● **EXERCISE OBJECTIVE**: Give the lines of the material verbatim, from the first line to the line with "lives inside the", including both.

● **DATA SECTION**:
* * *

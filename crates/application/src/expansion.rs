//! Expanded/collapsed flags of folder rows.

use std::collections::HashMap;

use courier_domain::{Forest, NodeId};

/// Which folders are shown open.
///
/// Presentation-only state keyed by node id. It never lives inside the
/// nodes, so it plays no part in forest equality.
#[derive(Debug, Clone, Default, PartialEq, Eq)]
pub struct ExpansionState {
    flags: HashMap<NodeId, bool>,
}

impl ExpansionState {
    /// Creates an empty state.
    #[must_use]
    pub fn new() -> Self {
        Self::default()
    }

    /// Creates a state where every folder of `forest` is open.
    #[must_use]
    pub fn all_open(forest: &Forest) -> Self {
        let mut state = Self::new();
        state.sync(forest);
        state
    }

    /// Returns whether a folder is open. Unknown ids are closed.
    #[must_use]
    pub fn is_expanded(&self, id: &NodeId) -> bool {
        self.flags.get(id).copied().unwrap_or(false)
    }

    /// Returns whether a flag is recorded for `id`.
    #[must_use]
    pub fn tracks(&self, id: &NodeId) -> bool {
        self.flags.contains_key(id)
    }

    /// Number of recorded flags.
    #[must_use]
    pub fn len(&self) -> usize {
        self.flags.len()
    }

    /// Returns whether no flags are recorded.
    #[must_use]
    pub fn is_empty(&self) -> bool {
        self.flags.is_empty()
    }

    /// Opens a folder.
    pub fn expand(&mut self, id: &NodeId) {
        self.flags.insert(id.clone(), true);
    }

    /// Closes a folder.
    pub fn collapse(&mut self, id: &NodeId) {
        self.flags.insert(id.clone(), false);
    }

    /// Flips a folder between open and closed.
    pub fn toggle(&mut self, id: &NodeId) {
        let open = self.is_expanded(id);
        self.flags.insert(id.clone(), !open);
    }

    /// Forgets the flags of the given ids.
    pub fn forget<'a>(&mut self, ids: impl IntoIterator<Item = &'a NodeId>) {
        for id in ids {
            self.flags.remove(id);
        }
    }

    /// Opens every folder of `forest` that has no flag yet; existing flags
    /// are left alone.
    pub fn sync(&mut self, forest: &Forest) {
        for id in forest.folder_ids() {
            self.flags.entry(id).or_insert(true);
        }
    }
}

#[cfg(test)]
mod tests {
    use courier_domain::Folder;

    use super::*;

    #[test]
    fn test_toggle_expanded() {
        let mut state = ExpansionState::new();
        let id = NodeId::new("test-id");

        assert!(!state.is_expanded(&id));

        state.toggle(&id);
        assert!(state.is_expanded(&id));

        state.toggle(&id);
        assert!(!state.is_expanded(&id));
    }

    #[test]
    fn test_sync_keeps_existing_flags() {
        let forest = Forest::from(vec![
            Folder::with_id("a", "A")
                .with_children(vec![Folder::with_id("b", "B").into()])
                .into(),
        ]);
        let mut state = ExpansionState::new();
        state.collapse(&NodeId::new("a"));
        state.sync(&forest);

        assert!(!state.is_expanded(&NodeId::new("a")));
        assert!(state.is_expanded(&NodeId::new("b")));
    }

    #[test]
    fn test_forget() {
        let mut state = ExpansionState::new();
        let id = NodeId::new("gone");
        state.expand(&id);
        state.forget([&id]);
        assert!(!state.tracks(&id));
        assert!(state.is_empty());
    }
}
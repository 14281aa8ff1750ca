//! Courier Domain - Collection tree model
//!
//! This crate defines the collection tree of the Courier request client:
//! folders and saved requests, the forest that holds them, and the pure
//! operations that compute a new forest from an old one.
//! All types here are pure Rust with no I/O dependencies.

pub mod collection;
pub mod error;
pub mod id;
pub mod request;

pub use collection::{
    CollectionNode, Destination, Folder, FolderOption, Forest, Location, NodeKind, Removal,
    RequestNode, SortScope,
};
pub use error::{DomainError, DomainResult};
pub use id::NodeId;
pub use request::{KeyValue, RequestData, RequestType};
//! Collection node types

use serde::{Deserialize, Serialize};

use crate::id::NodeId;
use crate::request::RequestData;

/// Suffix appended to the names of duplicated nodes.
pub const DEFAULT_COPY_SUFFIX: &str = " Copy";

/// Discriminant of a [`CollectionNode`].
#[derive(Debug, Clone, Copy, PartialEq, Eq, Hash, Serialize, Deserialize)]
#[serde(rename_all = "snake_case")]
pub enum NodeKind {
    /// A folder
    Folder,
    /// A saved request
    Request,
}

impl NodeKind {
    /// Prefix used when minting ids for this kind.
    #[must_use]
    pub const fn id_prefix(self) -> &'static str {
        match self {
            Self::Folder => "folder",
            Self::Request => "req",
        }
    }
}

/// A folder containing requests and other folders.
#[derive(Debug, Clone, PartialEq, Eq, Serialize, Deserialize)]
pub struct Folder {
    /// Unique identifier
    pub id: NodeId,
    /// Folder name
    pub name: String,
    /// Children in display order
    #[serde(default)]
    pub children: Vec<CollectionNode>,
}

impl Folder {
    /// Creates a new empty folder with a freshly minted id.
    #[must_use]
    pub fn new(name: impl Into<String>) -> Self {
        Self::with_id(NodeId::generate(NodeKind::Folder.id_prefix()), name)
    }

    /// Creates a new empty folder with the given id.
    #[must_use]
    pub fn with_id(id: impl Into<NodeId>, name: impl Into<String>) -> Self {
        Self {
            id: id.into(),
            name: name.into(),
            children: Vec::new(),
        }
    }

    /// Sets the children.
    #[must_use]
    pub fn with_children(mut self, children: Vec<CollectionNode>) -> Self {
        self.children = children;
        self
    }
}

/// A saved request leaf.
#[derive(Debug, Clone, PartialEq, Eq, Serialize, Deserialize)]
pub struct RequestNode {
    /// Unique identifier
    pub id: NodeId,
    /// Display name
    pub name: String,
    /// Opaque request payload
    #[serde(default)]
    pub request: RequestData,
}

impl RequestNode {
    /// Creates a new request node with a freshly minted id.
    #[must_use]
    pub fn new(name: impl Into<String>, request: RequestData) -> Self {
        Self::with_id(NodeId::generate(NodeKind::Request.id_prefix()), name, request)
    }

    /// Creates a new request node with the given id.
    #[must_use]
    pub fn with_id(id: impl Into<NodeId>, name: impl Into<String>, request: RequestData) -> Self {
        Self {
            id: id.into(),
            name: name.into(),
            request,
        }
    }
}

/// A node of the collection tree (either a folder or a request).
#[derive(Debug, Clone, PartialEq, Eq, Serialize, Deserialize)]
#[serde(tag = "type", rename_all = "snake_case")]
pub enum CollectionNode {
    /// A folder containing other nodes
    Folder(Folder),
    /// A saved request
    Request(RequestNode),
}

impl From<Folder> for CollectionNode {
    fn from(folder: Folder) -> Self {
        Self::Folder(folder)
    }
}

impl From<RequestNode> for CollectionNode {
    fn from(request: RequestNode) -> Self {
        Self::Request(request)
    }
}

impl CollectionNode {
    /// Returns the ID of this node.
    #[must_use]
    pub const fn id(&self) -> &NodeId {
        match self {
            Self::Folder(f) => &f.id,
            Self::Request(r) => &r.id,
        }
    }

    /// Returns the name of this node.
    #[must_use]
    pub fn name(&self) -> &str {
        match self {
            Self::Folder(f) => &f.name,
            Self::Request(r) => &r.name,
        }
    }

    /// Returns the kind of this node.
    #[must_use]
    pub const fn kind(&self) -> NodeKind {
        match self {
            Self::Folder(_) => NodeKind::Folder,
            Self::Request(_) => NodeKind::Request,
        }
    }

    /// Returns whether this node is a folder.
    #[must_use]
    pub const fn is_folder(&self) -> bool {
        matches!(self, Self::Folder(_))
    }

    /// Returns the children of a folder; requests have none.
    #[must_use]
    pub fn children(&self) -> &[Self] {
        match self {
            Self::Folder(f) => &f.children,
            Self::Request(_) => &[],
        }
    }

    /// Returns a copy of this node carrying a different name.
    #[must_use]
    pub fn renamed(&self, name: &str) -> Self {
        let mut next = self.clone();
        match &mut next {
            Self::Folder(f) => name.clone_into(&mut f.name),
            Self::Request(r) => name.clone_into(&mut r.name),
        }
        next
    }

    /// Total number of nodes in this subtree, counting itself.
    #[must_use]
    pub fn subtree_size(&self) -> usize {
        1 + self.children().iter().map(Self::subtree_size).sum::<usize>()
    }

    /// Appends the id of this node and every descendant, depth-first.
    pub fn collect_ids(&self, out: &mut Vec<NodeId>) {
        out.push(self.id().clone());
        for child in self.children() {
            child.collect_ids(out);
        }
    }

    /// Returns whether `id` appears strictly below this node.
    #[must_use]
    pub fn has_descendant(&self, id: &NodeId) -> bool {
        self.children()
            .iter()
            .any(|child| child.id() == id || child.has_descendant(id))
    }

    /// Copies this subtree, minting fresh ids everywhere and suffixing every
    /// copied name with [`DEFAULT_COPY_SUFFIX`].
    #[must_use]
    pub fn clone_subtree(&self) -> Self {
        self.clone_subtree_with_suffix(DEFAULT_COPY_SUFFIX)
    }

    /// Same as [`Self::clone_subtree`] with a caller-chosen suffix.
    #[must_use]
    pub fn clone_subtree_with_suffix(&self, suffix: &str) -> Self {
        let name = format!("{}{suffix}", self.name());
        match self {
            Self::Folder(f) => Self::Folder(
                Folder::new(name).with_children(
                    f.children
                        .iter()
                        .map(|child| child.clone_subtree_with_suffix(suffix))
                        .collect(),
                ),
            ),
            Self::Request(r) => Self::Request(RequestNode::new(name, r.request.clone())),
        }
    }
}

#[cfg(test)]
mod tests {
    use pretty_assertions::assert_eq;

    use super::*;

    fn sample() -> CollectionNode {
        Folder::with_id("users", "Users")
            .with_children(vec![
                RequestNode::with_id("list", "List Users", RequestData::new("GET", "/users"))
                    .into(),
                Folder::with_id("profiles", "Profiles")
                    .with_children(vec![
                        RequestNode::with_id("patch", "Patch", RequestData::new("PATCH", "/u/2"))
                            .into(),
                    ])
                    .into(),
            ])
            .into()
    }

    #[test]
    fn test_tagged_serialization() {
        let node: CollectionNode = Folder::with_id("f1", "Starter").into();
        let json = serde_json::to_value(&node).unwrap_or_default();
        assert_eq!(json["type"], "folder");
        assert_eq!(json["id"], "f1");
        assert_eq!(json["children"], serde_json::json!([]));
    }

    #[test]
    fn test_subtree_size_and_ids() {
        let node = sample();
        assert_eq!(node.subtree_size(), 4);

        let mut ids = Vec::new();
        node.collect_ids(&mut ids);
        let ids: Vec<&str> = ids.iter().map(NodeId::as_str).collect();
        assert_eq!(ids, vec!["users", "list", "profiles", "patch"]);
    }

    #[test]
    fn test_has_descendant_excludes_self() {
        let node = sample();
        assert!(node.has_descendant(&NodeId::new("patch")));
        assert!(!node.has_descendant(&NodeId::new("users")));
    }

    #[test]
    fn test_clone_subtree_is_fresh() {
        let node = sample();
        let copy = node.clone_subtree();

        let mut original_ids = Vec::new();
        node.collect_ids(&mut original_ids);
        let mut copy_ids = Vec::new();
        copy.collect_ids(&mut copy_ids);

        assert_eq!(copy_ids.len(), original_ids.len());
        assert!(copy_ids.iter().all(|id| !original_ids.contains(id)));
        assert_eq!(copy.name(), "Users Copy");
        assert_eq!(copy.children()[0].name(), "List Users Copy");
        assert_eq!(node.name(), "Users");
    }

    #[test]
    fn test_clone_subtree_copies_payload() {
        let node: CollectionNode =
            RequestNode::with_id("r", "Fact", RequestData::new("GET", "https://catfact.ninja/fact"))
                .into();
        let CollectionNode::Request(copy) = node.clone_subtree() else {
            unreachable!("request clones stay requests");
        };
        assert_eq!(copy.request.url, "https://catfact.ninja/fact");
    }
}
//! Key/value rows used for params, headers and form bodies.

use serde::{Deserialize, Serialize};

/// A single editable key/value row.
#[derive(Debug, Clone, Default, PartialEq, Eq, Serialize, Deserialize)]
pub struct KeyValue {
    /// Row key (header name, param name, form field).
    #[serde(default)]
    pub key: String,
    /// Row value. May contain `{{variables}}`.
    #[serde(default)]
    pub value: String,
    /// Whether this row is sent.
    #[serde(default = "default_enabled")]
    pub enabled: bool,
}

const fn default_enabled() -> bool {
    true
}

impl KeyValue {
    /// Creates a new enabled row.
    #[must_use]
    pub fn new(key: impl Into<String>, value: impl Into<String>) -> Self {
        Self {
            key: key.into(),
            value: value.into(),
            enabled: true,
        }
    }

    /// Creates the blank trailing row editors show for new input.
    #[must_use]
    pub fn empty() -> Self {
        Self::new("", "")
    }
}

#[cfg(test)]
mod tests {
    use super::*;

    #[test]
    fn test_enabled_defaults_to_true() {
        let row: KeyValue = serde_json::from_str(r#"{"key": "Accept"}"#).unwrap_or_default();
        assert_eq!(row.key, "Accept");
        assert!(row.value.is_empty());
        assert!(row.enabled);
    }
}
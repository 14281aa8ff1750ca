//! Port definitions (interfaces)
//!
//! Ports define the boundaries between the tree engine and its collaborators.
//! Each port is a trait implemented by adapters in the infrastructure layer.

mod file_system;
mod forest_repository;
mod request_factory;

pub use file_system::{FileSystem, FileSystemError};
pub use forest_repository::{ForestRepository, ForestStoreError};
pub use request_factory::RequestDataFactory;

* * *

● **THE ANSWER**:
filename crates/application/src/expansion.rs
//! Expanded/collapsed flags of folder rows.

use std::collections::HashMap;

use courier_domain::{Forest, NodeId};

/// Which folders are shown open.
///
/// Presentation-only state keyed by node id. It never lives inside the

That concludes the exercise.